What you will do:
The sole answer should be the number of lines in the material below that hold "AppState".

*****

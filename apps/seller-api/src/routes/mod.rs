//! # Seller API Routes
//!
//! | Path                              | Module        |
//! |-----------------------------------|---------------|
//! | `/seller/apply`, `/seller/profile`| [`seller`]    |
//! | `/seller/orders/*`                | [`orders`]    |
//! | `/seller/dashboard/stats`         | [`dashboard`] |
//! | `/seller/payouts/pending`         | [`payouts`]   |
//!
//! Every route authenticates through the [`crate::auth`] extractors.

pub mod dashboard;
pub mod orders;
pub mod payouts;
pub mod seller;

use axum::Router;

use crate::state::AppState;

/// All seller routes.
pub fn router() -> Router<AppState> {
    Router::new()
        .merge(seller::router())
        .merge(orders::router())
        .merge(dashboard::router())
        .merge(payouts::router())
}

*****

Task output:
2